ACTION ITEM
Copy each line of the records below, from the first through the one that contains "#[derive(Debug, thiserror::Error)]", exactly as written.

EXTRACTED DATA
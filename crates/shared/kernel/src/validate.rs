//! Load-time consistency checks for variant catalogs.
//!
//! Catalogs are compiled in, so a failure here is a data bug in a variant crate.
//! Every problem is collected instead of stopping at the first one.

use std::collections::HashSet;
use tracing::{debug, warn};
use wmon_domain::geo::{is_valid_latitude, is_valid_longitude};
use wmon_domain::variant::VariantDescriptor;

/// A single inconsistency found in a variant's data.
#[derive(Debug, Clone, PartialEq, thiserror::Error)]
pub enum CatalogIssue {
    #[error("region bounds must satisfy north > south and east > west")]
    MalformedBounds,
    #[error("region bounds lie outside valid latitude/longitude ranges")]
    BoundsOutOfRange,
    #[error("map view ({latitude}, {longitude}) is not a valid coordinate")]
    MapViewOutOfRange { latitude: f64, longitude: f64 },
    #[error("panel `{panel}` is both enabled and disabled")]
    PanelConflict { panel: &'static str },
    #[error("feed `{feed}` has a non-web url `{url}`")]
    FeedUrl { feed: &'static str, url: &'static str },
    #[error("a feed has an empty name")]
    EmptyFeedName,
    #[error("feed `{feed}` has tier 0; tiers start at 1")]
    FeedTier { feed: &'static str },
    #[error("feed `{feed}` is listed more than once")]
    DuplicateFeed { feed: &'static str },
    #[error("priority source `{name}` does not name a configured feed")]
    UnknownPrioritySource { name: &'static str },
    #[error("strategic location `{location}` lies outside the region bounds")]
    LocationOutsideBounds { location: &'static str },
    #[error("border `{border}` must have a positive length")]
    BorderLength { border: &'static str },
    #[error("border `{border}` lists no hotspots")]
    BorderHotspots { border: &'static str },
    #[error("corridor `{corridor}` lists no countries")]
    EmptyCorridor { corridor: &'static str },
    #[error("keyword tables contain an empty keyword")]
    EmptyKeyword,
}

#[derive(Debug, thiserror::Error)]
pub enum CatalogError {
    #[error("Variant `{variant}` failed validation with {} issue(s): {}", .issues.len(), render(.issues))]
    Invalid { variant: &'static str, issues: Vec<CatalogIssue> },
}

fn render(issues: &[CatalogIssue]) -> String {
    issues.iter().map(ToString::to_string).collect::<Vec<_>>().join("; ")
}

/// Checks every invariant of a variant's catalog.
///
/// # Errors
/// Returns [`CatalogError::Invalid`] listing all issues found.
pub fn validate_variant(variant: &VariantDescriptor) -> Result<(), CatalogError> {
    let issues = collect_issues(variant);
    if issues.is_empty() {
        debug!(variant = variant.name, "Catalog validated");
        return Ok(());
    }

    for issue in &issues {
        warn!(variant = variant.name, %issue, "Catalog issue");
    }
    Err(CatalogError::Invalid { variant: variant.name, issues })
}

/// Returns every issue found in `variant`, in check order.
#[must_use]
pub fn collect_issues(variant: &VariantDescriptor) -> Vec<CatalogIssue> {
    let mut issues = Vec::new();
    let region = &variant.region;
    let bounds = region.bounds;

    if !bounds.is_well_formed() {
        issues.push(CatalogIssue::MalformedBounds);
    }
    if ![bounds.north, bounds.south].into_iter().all(is_valid_latitude)
        || ![bounds.east, bounds.west].into_iter().all(is_valid_longitude)
    {
        issues.push(CatalogIssue::BoundsOutOfRange);
    }

    let view = variant.map.default_view;
    if !is_valid_latitude(view.latitude) || !is_valid_longitude(view.longitude) {
        issues.push(CatalogIssue::MapViewOutOfRange {
            latitude: view.latitude,
            longitude: view.longitude,
        });
    }

    issues.extend(variant.panels.overlap().map(|panel| CatalogIssue::PanelConflict { panel }));

    let mut seen = HashSet::new();
    for feed in variant.feeds.sources {
        if feed.name.trim().is_empty() {
            issues.push(CatalogIssue::EmptyFeedName);
        } else if !seen.insert(feed.name) {
            issues.push(CatalogIssue::DuplicateFeed { feed: feed.name });
        }
        if !feed.has_web_scheme() {
            issues.push(CatalogIssue::FeedUrl { feed: feed.name, url: feed.url });
        }
        if feed.tier == 0 {
            issues.push(CatalogIssue::FeedTier { feed: feed.name });
        }
    }
    for &name in variant.feeds.priority_sources {
        if !seen.contains(name) {
            issues.push(CatalogIssue::UnknownPrioritySource { name });
        }
    }

    for location in region.strategic_locations {
        if !bounds.contains(location.lat, location.lon) {
            issues.push(CatalogIssue::LocationOutsideBounds { location: location.name });
        }
    }

    for border in region.borders {
        if border.length_km == 0 {
            issues.push(CatalogIssue::BorderLength { border: border.name });
        }
        if border.hotspots.is_empty() {
            issues.push(CatalogIssue::BorderHotspots { border: border.name });
        }
    }

    for corridor in region.corridors {
        if corridor.countries.is_empty() {
            issues.push(CatalogIssue::EmptyCorridor { corridor: corridor.name });
        }
    }

    let keyword_tables = [region.keywords, region.context_keywords, region.monitored_countries];
    if keyword_tables.iter().flat_map(|t| t.iter()).any(|k| k.trim().is_empty()) {
        issues.push(CatalogIssue::EmptyKeyword);
    }

    issues
}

RESPONSE TO THE EXERCISE
filename crates/shared/kernel/src/validate.rs
//! Load-time consistency checks for variant catalogs.
//!
//! Catalogs are compiled in, so a failure here is a data bug in a variant crate.
//! Every problem is collected instead of stopping at the first one.

use std::collections::HashSet;
use tracing::{debug, warn};
use wmon_domain::geo::{is_valid_latitude, is_valid_longitude};
use wmon_domain::variant::VariantDescriptor;

/// A single inconsistency found in a variant's data.
#[derive(Debug, Clone, PartialEq, thiserror::Error)]
pub enum CatalogIssue {
    #[error("region bounds must satisfy north > south and east > west")]
    MalformedBounds,
    #[error("region bounds lie outside valid latitude/longitude ranges")]
    BoundsOutOfRange,
    #[error("map view ({latitude}, {longitude}) is not a valid coordinate")]
    MapViewOutOfRange { latitude: f64, longitude: f64 },
    #[error("panel `{panel}` is both enabled and disabled")]
    PanelConflict { panel: &'static str },
    #[error("feed `{feed}` has a non-web url `{url}`")]
    FeedUrl { feed: &'static str, url: &'static str },
    #[error("a feed has an empty name")]
    EmptyFeedName,
    #[error("feed `{feed}` has tier 0; tiers start at 1")]
    FeedTier { feed: &'static str },
    #[error("feed `{feed}` is listed more than once")]
    DuplicateFeed { feed: &'static str },
    #[error("priority source `{name}` does not name a configured feed")]
    UnknownPrioritySource { name: &'static str },
    #[error("strategic location `{location}` lies outside the region bounds")]
    LocationOutsideBounds { location: &'static str },
    #[error("border `{border}` must have a positive length")]
    BorderLength { border: &'static str },
    #[error("border `{border}` lists no hotspots")]
    BorderHotspots { border: &'static str },
    #[error("corridor `{corridor}` lists no countries")]
    EmptyCorridor { corridor: &'static str },
    #[error("keyword tables contain an empty keyword")]
    EmptyKeyword,
}

#[derive(Debug, thiserror::Error)]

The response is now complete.